A friend of mine and I bought a video to stop smoking. It was truely frightening. It had little messages that flashed up saying 'you do not need to smoke' etc. Then it had colours, swirling and stuff. After that i didn't smoke for at least 3 days. But you are meant to watch it over and over again but i was too scared. I did not like that at all. I was worried that it had subliminal messages or something and was trying to convert me to some new religion or something.I gave up giving up now.


----------



## eric (Jul 8, 1999)

Good luck Bernard.


----------



## bernard (Jan 4, 2000)

Still going ....---7hours, 59minutes without smoking, 12 cig not smoked so far...No patch, nothing ..I have some sudden hard time ....Hard time will be at home since my wife is smoking....Yep ... it's not the first time i tryed and stopped .. i wasn't thinking it was so hard before ...---- bye---- get you updated. Thank's to everyone.


----------



## JeanG (Oct 20, 1999)

Hang in there, Bernard. Quitting smoking is very difficult, so try to surround yourself with supportive people. Post here as much as you want.







I quit after 30 years, and it was hard. I'm glad I did, though. I feel much better.JeanG


----------



## JeanG (Oct 20, 1999)

Hi Bernard:How are you doing?JeanG


----------



## jimmye (Nov 13, 2001)

In case this might help I'll pass this on. I have a friend who wrote a book called "Mind Language" and he says that our brains skip over the word "not" so, Rather than giving ourselves messages like "I don't want to smoke", give message to our brain "I want clean air in my lungs". Even, according to his theory, using word "try" is unsuccessful. As: I will try to stop smoking or I am a "nonsmoker", say something like "I am a successful, healthy individual." Anyway just wanted to pass that on, probably most everyong already knows this but it helps to reinforce good stuff. J


----------



## bernard (Jan 4, 2000)

Hi allEverything is fine up to now.Friday and Saterday was pretty hard... Now it,s a lot easier. My neuro receptors for nicotine are returning to normal so i don't feel bad, nor something is missing.
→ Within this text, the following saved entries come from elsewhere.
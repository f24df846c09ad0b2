// Licensed under the Apache License, Version 2.0, <LICENSE-APACHE or
// http://apache.org/licenses/LICENSE-2.0> or the MIT license <LICENSE-MIT or
// http://opensource.org/licenses/MIT>, at your option. This file may not be
// copied, modified, or distributed except according to those terms.

//! [`SmallCallable`]: a move-only, single-shot, type-erased `FnOnce() + Send` bounded
//! to one cache line. Small closures (the common case — a handful of captured words)
//! live inline; anything bigger falls back to one heap allocation. Either way the type
//! itself stays a fixed size, which is what lets [`crate::queue::BoundedQueue`] store a
//! homogeneous ring of "whatever work a producer handed us" without boxing every cell.
//!
//! The source this crate is modeled on exposes three trampolines per stored type:
//! move-then-destroy, execute-then-destroy, and destroy. Rust only needs two of those:
//! relocating a `SmallCallable` is an ordinary struct move (the compiler memcpy's the
//! inline buffer or the heap pointer and statically forbids touching the source
//! afterwards), so there is no "move trampoline" to write by hand — only `call` and
//! `drop` are type-erased operations.

use std::alloc::{self, Layout};
use std::mem::{self, MaybeUninit};
use std::ptr;

const TOTAL_SIZE: usize = 64;
const BUFFER_SIZE: usize = TOTAL_SIZE - mem::size_of::<usize>();

static_assertions::const_assert_eq!(mem::size_of::<*const VTable>() + BUFFER_SIZE, TOTAL_SIZE);

/// The two trampolines every stored callable type needs: run-once (call + drop the
/// value) and drop-without-calling.
struct VTable {
    call: unsafe fn(target: *mut Buffer),
    drop: unsafe fn(target: *mut Buffer),
}

type Buffer = MaybeUninit<[u8; BUFFER_SIZE]>;

/// Whether an `F` fits in the inline buffer. Alignment beyond `usize` isn't supported —
/// an over-aligned closure always goes on the heap.
const fn fits_inline<F>() -> bool {
    mem::size_of::<F>() <= BUFFER_SIZE && mem::align_of::<F>() <= mem::align_of::<usize>()
}

unsafe fn call_inline<F: FnOnce()>(target: *mut Buffer) {
    // Safety: caller guarantees `target` holds a live, inline `F`, not yet called.
    unsafe {
        let f = target.cast::<F>().read();
        f();
    }
}

unsafe fn call_heap<F: FnOnce()>(target: *mut Buffer) {
    // Safety: caller guarantees `target` holds a `*mut F` from a heap allocation we
    // own and haven't freed yet.
    unsafe {
        let ptr = target.cast::<*mut F>().read();
        let f = ptr::read(ptr);
        alloc::dealloc(ptr.cast::<u8>(), Layout::new::<F>());
        f();
    }
}

unsafe fn drop_inline<F>(target: *mut Buffer) {
    // Safety: caller guarantees `target` holds a live, inline `F`.
    unsafe {
        ptr::drop_in_place(target.cast::<F>());
    }
}

unsafe fn drop_heap<F>(target: *mut Buffer) {
    // Safety: caller guarantees `target` holds a `*mut F` from a heap allocation we own.
    unsafe {
        let ptr = target.cast::<*mut F>().read();
        ptr::drop_in_place(ptr);
        alloc::dealloc(ptr.cast::<u8>(), Layout::new::<F>());
    }
}

// A function-local `static` inside a generic function is *not* instantiated once per
// monomorphization — it's one shared slot for the whole function body, regardless of
// `F`. An associated `const` on a generic type, by contrast, genuinely is evaluated
// once per instantiation of `Holder<F>`, and promotes to its own `'static` memory for
// each one, which is what actually gives every distinct `F` its own `VTable`.
struct Holder<F>(std::marker::PhantomData<F>);

impl<F: FnOnce() + Send + 'static> Holder<F> {
    const VTABLE: VTable = if fits_inline::<F>() {
        VTable {
            call: call_inline::<F>,
            drop: drop_inline::<F>,
        }
    } else {
        VTable {
            call: call_heap::<F>,
            drop: drop_heap::<F>,
        }
    };
}

fn vtable_for<F: FnOnce() + Send + 'static>() -> &'static VTable {
    &Holder::<F>::VTABLE
}

/// A move-only, single-shot, type-erased `FnOnce() + Send`, stored inline when it fits
/// in one cache line minus a vtable pointer, and on the heap otherwise.
///
/// Calling [`Self::invoke`] more than once, or after the callable has been moved out
/// of, is a contract violation; see the method docs.
pub struct SmallCallable {
    vtable: Option<&'static VTable>,
    buffer: Buffer,
}

// Safety: `buffer` only ever holds a `Send` closure (inline) or a pointer to one
// (heap), and exactly one thread touches it at a time.
unsafe impl Send for SmallCallable {}

impl SmallCallable {
    /// Moves `f` into a new `SmallCallable`, choosing inline or heap storage based on
    /// `F`'s size and alignment.
    pub fn new<F>(f: F) -> Self
    where
        F: FnOnce() + Send + 'static,
    {
        let vtable = vtable_for::<F>();
        let mut buffer: Buffer = MaybeUninit::uninit();

        if fits_inline::<F>() {
            // Safety: the buffer has room for `F` by construction of `fits_inline`.
            unsafe {
                buffer.as_mut_ptr().cast::<F>().write(f);
            }
        } else {
            let ptr = Box::into_raw(Box::new(f));
            // Safety: a `*mut F` always fits in a `usize`-sized, `usize`-aligned slot.
            unsafe {
                buffer.as_mut_ptr().cast::<*mut F>().write(ptr);
            }
        }

        Self {
            vtable: Some(vtable),
            buffer,
        }
    }

    /// `true` if this callable has already been invoked or moved out of.
    #[must_use]
    pub fn is_empty(&self) -> bool {
        self.vtable.is_none()
    }

    /// Runs the stored callable exactly once, consuming it.
    ///
    /// # Panics
    ///
    /// Panics if the callable is already empty (already invoked). This mirrors the
    /// source contract ("calling `invoke()` when empty is a contract violation")
    /// rather than silently no-op'ing.
    pub fn invoke(mut self) {
        let vtable = self
            .vtable
            .take()
            .expect("SmallCallable::invoke called on an empty callable");
        // Safety: `vtable` corresponds to the type that was written into `self.buffer`
        // by `new`, and `.take()` proves this is the first and only invocation.
        unsafe {
            (vtable.call)(&mut self.buffer);
        }
        mem::forget(self);
    }
}

impl Drop for SmallCallable {
    fn drop(&mut self) {
        if let Some(vtable) = self.vtable.take() {
            // Safety: `vtable` matches the live value in `self.buffer`, and dropping
            // without calling is always a valid trampoline to run.
            unsafe {
                (vtable.drop)(&mut self.buffer);
            }
        }
    }
}

impl std::fmt::Debug for SmallCallable {
    fn fmt(&self, f: &mut std::fmt::Formatter<'_>) -> std::fmt::Result {
        f.debug_struct("SmallCallable")
            .field("empty", &self.is_empty())
            .finish()
    }
}

#[cfg(test)]
mod tests {
    use super::*;
    use std::sync::atomic::{AtomicUsize, Ordering};
    use std::sync::Arc;

    #[test]
    fn inline_small_closure_runs_once() {
        let counter = Arc::new(AtomicUsize::new(0));
        let c = counter.clone();
        let callable = SmallCallable::new(move || {
            c.fetch_add(1, Ordering::SeqCst);
        });
        callable.invoke();
        assert_eq!(counter.load(Ordering::SeqCst), 1);
    }

    #[test]
    fn heap_large_closure_runs_once() {
        let counter = Arc::new(AtomicUsize::new(0));
        let c = counter.clone();
        // Oversized capture forces heap storage.
        let padding = [0u8; 128];
        let callable = SmallCallable::new(move || {
            std::hint::black_box(&padding);
            c.fetch_add(1, Ordering::SeqCst);
        });
        callable.invoke();
        assert_eq!(counter.load(Ordering::SeqCst), 1);
    }

    #[test]
    #[should_panic(expected = "empty callable")]
    fn invoke_after_manual_empty_panics() {
        let mut callable = SmallCallable::new(|| {});
        callable.vtable.take();
        callable.invoke();
    }

    #[test]
    fn drop_without_invoke_runs_destructor_not_body() {
        struct DropSpy(Arc<AtomicUsize>);
        impl Drop for DropSpy {
            fn drop(&mut self) {
                self.0.fetch_add(1, Ordering::SeqCst);
            }
        }

        let drops = Arc::new(AtomicUsize::new(0));
        let spy = DropSpy(drops.clone());
        let invoked = Arc::new(AtomicUsize::new(0));
        let inv = invoked.clone();
        let callable = SmallCallable::new(move || {
            let _spy = &spy;
            inv.fetch_add(1, Ordering::SeqCst);
        });
        drop(callable);
        assert_eq!(drops.load(Ordering::SeqCst), 1);
        assert_eq!(invoked.load(Ordering::SeqCst), 0);
    }

    #[test]
    fn size_is_one_cache_line() {
        assert_eq!(mem::size_of::<SmallCallable>(), TOTAL_SIZE);
    }
}
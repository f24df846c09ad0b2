// Licensed under the Apache License, Version 2.0, <LICENSE-APACHE or
// http://apache.org/licenses/LICENSE-2.0> or the MIT license <LICENSE-MIT or
// http://opensource.org/licenses/MIT>, at your option. This file may not be
// copied, modified, or distributed except according to those terms.

//! A pool of worker threads sharing one bounded queue (the "global-queue" variant:
//! there is no per-worker affinity, so there is nothing to steal).

use super::park::Parker;
use crate::callable::SmallCallable;
use crate::config::ExecutorConfig;
use crate::error::Error;
use crate::queue::BoundedQueue;
use crate::Result;
use std::sync::atomic::{AtomicBool, Ordering};
use std::sync::{Arc, Mutex};
use std::thread::JoinHandle;

struct Inner {
    name: String,
    queue: BoundedQueue<SmallCallable>,
    stopped: AtomicBool,
    worker_count: usize,
    parkers: Mutex<Vec<Parker>>,
    join: Mutex<Vec<JoinHandle<()>>>,
}

/// `worker_count` threads all popping from the same bounded queue.
#[derive(Clone)]
pub struct GlobalPool {
    inner: Arc<Inner>,
}

impl GlobalPool {
    /// # Panics
    ///
    /// Panics if `config.queue_capacity` is not a non-zero power of two, or if the OS
    /// refuses to spawn a worker thread.
    #[must_use]
    pub fn new(config: ExecutorConfig) -> Self {
        let config = config.validate().expect("invalid ExecutorConfig");
        let inner = Arc::new(Inner {
            name: config.name.clone(),
            queue: BoundedQueue::new(config.queue_capacity),
            stopped: AtomicBool::new(false),
            worker_count: config.worker_count,
            parkers: Mutex::new(Vec::with_capacity(config.worker_count)),
            join: Mutex::new(Vec::with_capacity(config.worker_count)),
        });

        let mut handles = Vec::with_capacity(config.worker_count);
        for id in 0..config.worker_count {
            let worker_inner = Arc::clone(&inner);
            let name = format!("{}-global-{id}", config.name);
            handles.push(
                std::thread::Builder::new()
                    .name(name)
                    .spawn(move || worker_loop(id, &worker_inner))
                    .expect("failed to spawn global pool worker thread"),
            );
        }
        *inner.join.lock().unwrap_or_else(|p| p.into_inner()) = handles;

        Self { inner }
    }
}

fn worker_loop(id: usize, inner: &Arc<Inner>) {
    let leaked_name: &'static str = Box::leak(inner.name.clone().into_boxed_str());
    let _worker = crate::diagnostics::bind(leaked_name, id);
    let parker = Parker::for_current();
    inner
        .parkers
        .lock()
        .unwrap_or_else(|p| p.into_inner())
        .push(parker.clone());

    loop {
        if let Some(callable) = inner.queue.pop() {
            callable.invoke();
            continue;
        }
        if inner.stopped.load(Ordering::Acquire) {
            break;
        }
        parker.park_timeout(std::time::Duration::from_millis(20));
    }
}

impl super::Executor for GlobalPool {
    fn dispatch_raw(&self, callable: SmallCallable) -> Result<()> {
        if self.inner.stopped.load(Ordering::Acquire) {
            return Err(Error::ShuttingDown);
        }
        self.inner
            .queue
            .push_back(callable)
            .map_err(|_| Error::QueueFull)?;
        for parker in self.inner.parkers.lock().unwrap_or_else(|p| p.into_inner()).iter() {
            parker.unpark();
        }
        Ok(())
    }

    fn thread_count(&self) -> usize {
        self.inner.worker_count
    }

    fn shutdown(&self) {
        self.inner.stopped.store(true, Ordering::Release);
        for parker in self.inner.parkers.lock().unwrap_or_else(|p| p.into_inner()).iter() {
            parker.unpark();
        }
    }

    fn name(&self) -> &str {
        &self.inner.name
    }
}

impl Drop for Inner {
    fn drop(&mut self) {
        self.stopped.store(true, Ordering::Release);
        for parker in self.parkers.lock().unwrap_or_else(|p| p.into_inner()).iter() {
            parker.unpark();
        }
        for handle in self.join.lock().unwrap_or_else(|p| p.into_inner()).drain(..) {
            let _ = handle.join();
        }
    }
}
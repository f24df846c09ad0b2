// Licensed under the Apache License, Version 2.0, <LICENSE-APACHE or
// http://apache.org/licenses/LICENSE-2.0> or the MIT license <LICENSE-MIT or
// http://opensource.org/licenses/MIT>, at your option. This file may not be
// copied, modified, or distributed except according to those terms.

//! Async-aware synchronization: a FIFO-fair mutex, an auto-reset condition variable,
//! a barrier, and the executor context-switch awaitable.
//!
//! These primitives suspend the calling `Future` instead of blocking an OS thread, the
//! same way the source's `async_lock`/`async_condition_variable`/`async_barrier`
//! suspend a coroutine. The waiter queue behind each one is a plain
//! [`parking_lot::Mutex`]-guarded `VecDeque`, not a lock-free structure — see
//! `DESIGN.md` for why that tradeoff was made deliberately rather than by omission.

pub mod barrier;
pub mod condvar;
pub mod mutex;
pub mod resume_on;

pub use barrier::AsyncBarrier;
pub use condvar::AsyncCondvar;
pub use mutex::{AsyncMutex, MutexGuard};
pub use resume_on::ResumeOn;
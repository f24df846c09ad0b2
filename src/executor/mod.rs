// Licensed under the Apache License, Version 2.0, <LICENSE-APACHE or
// http://apache.org/licenses/LICENSE-2.0> or the MIT license <LICENSE-MIT or
// http://opensource.org/licenses/MIT>, at your option. This file may not be
// copied, modified, or distributed except according to those terms.

//! The [`Executor`] trait and its implementations.
//!
//! Every executor ultimately reduces to one primitive operation — `dispatch_raw`, hand
//! a type-erased unit of work to some worker — and the trait's default methods
//! (`run`, `lazy_run`, `resume_on`) build `Task`/`LazyTask`/a context-switch awaitable
//! on top of that. This mirrors the source's `executor` base class, which implements
//! `run`/`lazy_run`/`switch_awaitable` once in terms of a derived class's
//! `derived_execute`.

mod global_pool;
mod inline;
mod local_pool;
mod park;
mod single_thread;

pub use global_pool::GlobalPool;
pub use inline::InlineExecutor;
pub use local_pool::LocalPool;
pub use single_thread::SingleThread;

use crate::callable::SmallCallable;
use crate::sync::resume_on::ResumeOn;
use crate::task::{LazyTask, Reschedule, Task};
use crate::Result;
use std::future::Future;
use std::sync::Arc;

/// Something that can run work: a raw `FnOnce`, an awaitable `Future`, or another
/// executor's result (via `Future` composition — see [`crate::task`]'s module docs).
///
/// Implementors only need to provide `dispatch_raw`, `thread_count`, `shutdown` and
/// `name`; the rest follow from those four. `Clone` is required because a spawned
/// task's driver needs to hold its own independent handle back to the executor that's
/// driving it (see [`crate::task::Reschedule`]).
pub trait Executor: Clone + Send + Sync + 'static {
    /// Hands `callable` to a worker. Never blocks; returns
    /// [`crate::Error::QueueFull`] if the executor's backing queue is at capacity and
    /// [`crate::Error::ShuttingDown`] if [`Self::shutdown`] has already been called.
    fn dispatch_raw(&self, callable: SmallCallable) -> Result<()>;

    /// Like [`Self::dispatch_raw`], but biased to run before already-queued work where
    /// the implementation supports it (used to resume a just-woken continuation with
    /// lower latency). Executors that don't distinguish the two just forward here.
    fn dispatch_hot_raw(&self, callable: SmallCallable) -> Result<()> {
        self.dispatch_raw(callable)
    }

    /// Number of worker threads backing this executor. Always `>= 1`; for
    /// [`InlineExecutor`], which has no workers of its own, this counts the calling
    /// thread that every dispatched task actually runs on.
    fn thread_count(&self) -> usize;

    /// Signals every worker to stop after draining work already queued, without
    /// blocking for them to finish. Idempotent: calling this more than once is a no-op.
    fn shutdown(&self);

    /// A human-readable label used in `tracing` spans and panic messages.
    fn name(&self) -> &str;

    /// Dispatches a plain, non-awaitable unit of work.
    fn dispatch<F>(&self, f: F) -> Result<()>
    where
        F: FnOnce() + Send + 'static,
    {
        self.dispatch_raw(SmallCallable::new(f))
    }

    fn reschedule_hook(&self) -> Reschedule {
        let executor = self.clone();
        Arc::new(move |callable: SmallCallable| {
            if let Err(err) = executor.dispatch_raw(callable) {
                tracing::warn!(executor = executor.name(), %err, "dropping a woken task: executor rejected resume");
            }
        })
    }

    /// Spawns `future`, returning a [`Task`] whose first poll is already queued.
    ///
    /// If the callable you want to run is a plain `FnOnce() -> T` rather than a
    /// `Future`, wrap it: `executor.run(async move { f() })`. If it's itself
    /// awaitable (another `Task`/`LazyTask`), write `executor.run(async move {
    /// inner.await })` — the flattening is just an `.await`, see [`crate::task`].
    fn run<F>(&self, future: F) -> Task<F::Output>
    where
        F: Future + Send + 'static,
        F::Output: Send + 'static,
    {
        Task::spawn(future, self.reschedule_hook())
    }

    /// Like [`Self::run`], but `future` does not begin executing until the returned
    /// [`LazyTask`] is first polled or [`LazyTask::force`]d.
    fn lazy_run<F>(&self, future: F) -> LazyTask<F::Output>
    where
        F: Future + Send + 'static,
        F::Output: Send + 'static,
    {
        LazyTask::spawn(future, self.reschedule_hook())
    }

    /// An awaitable that, when polled, dispatches the continuation onto this executor
    /// and suspends — so the `.await` point after `resume_on` always resumes on one of
    /// this executor's workers, regardless of which thread drove the `await` up to
    /// that point. This is the source's context-hop (`switch_awaitable`) primitive.
    fn resume_on(&self) -> ResumeOn<Self> {
        ResumeOn::new(self.clone())
    }
}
Now it's only (?? Hummm..) a question of mental when you'r with friends, or go outside to eat, or to work, ...or.So, now it's 4 days off that s**t...I hope it's the last time i will had to do such an effort (it,s not the first time i quit, last time was for one month).I have an Hypno CD now about "quiting smoking" too.My bowel is fine too. It's a bit hard to go to the toilet. I have to push... a lot. Looks i'v lost a bit the reflex...AnywayThank you to every ones.


----------



## RitaLucy (May 3, 2000)

Bernard,Good for you...keep it up! You know nicotine is a stimulant and that is probably why you are some trouble right now. Your body will adjust to not having the stimulant before long. DON'T SMOKE!!!!!


----------



## eric (Jul 8, 1999)

Bernard, keep going great job!It maybe somewhat harder to treat smoking with HT then it is to treat IBS with HT, just fyi. There is a reason for this.Also this may effect your IBS some but it will go away again when things settle down, but remember that! Nicotine is used by the gut and effects the gut. And so does qutting on a stressor level. Keep the faith!Here is just a paper. http://www.healthatoz.com/atoz/news/abcnew...7741332985.html


----------



## JeanG (Oct 20, 1999)

Congratulations, Bernard! Yes, I can remember going to the bathroom as soon as I lit up my first cigarette of the day! So it does get your going, and it will take a little bit for things to get back to normal now that you have quit. But, they will. Keep up the good work!







JeanG


----------



## bernard (Jan 4, 2000)

Hi allTuesday 21, 10:00 A.M. Working...---4Days 1h 33mn without smoking, 102cigarettes not smoked, $24.48 in the pocket, 8 heures 30 minutes more life.--------------Still going.I did the experiment and it doesn't seems that HT works "from scratch" *IF you don't do an effort by yourself*. There is a strong addiction to the drug. Nicotinic brain receptors need the drug whatever the suggestion done with HT is.But once the drug addiction is broken THEN the HT may does a great job by insuring *you stay drug free* by playing about all situations that you would normally smoke (like with friends) since those situations are more manageable and can be redirected.I normally prefers to broke the addiction "directly" without using patches or other stuffs because it takes a lot less time (about 2 or 3 days) than with patches (weeks). The drawback is that you become very irritable and you really feel very bad. It's like climbing a mountain. You can go directly to the top (short but hard) or turn around (long but lot less difficult). The problem in the second case is that you will have to fight against the drug AND the psychologic "smoking relationship" at the same time for a long amount of time. In the past i always failed because of the second point. Now with HT ... Now i just have to fight against the second point.--- have a nice dayTank you Eric about the link. Interesting


----------



## ohnometo (Sep 20, 2001)

BernardI just wanted to share with you thats great...I quit smoking for 10 years and last year in August I started smoking again ...I wish every day that I didnt start again...I am thinking about quitting in June while I am on vacation







My friends looked at me and said no way...but I think I could do it better at that time because my mind will be occupied on other things and I know I will have to wear the patch..That really worked before..Stress really took me back to smoking..Anyway keep on working hard at it and you will be so proud of yourself...Hopefully one day soon I can share about me throwing those nasty things away...


----------



## pariclete (May 14, 2002)

I'm just wondering if Bernard quit because it was supposed to help IBS. Has anyone else quit smoking for this reason? Thanks,


----------



## bernard (Jan 4, 2000)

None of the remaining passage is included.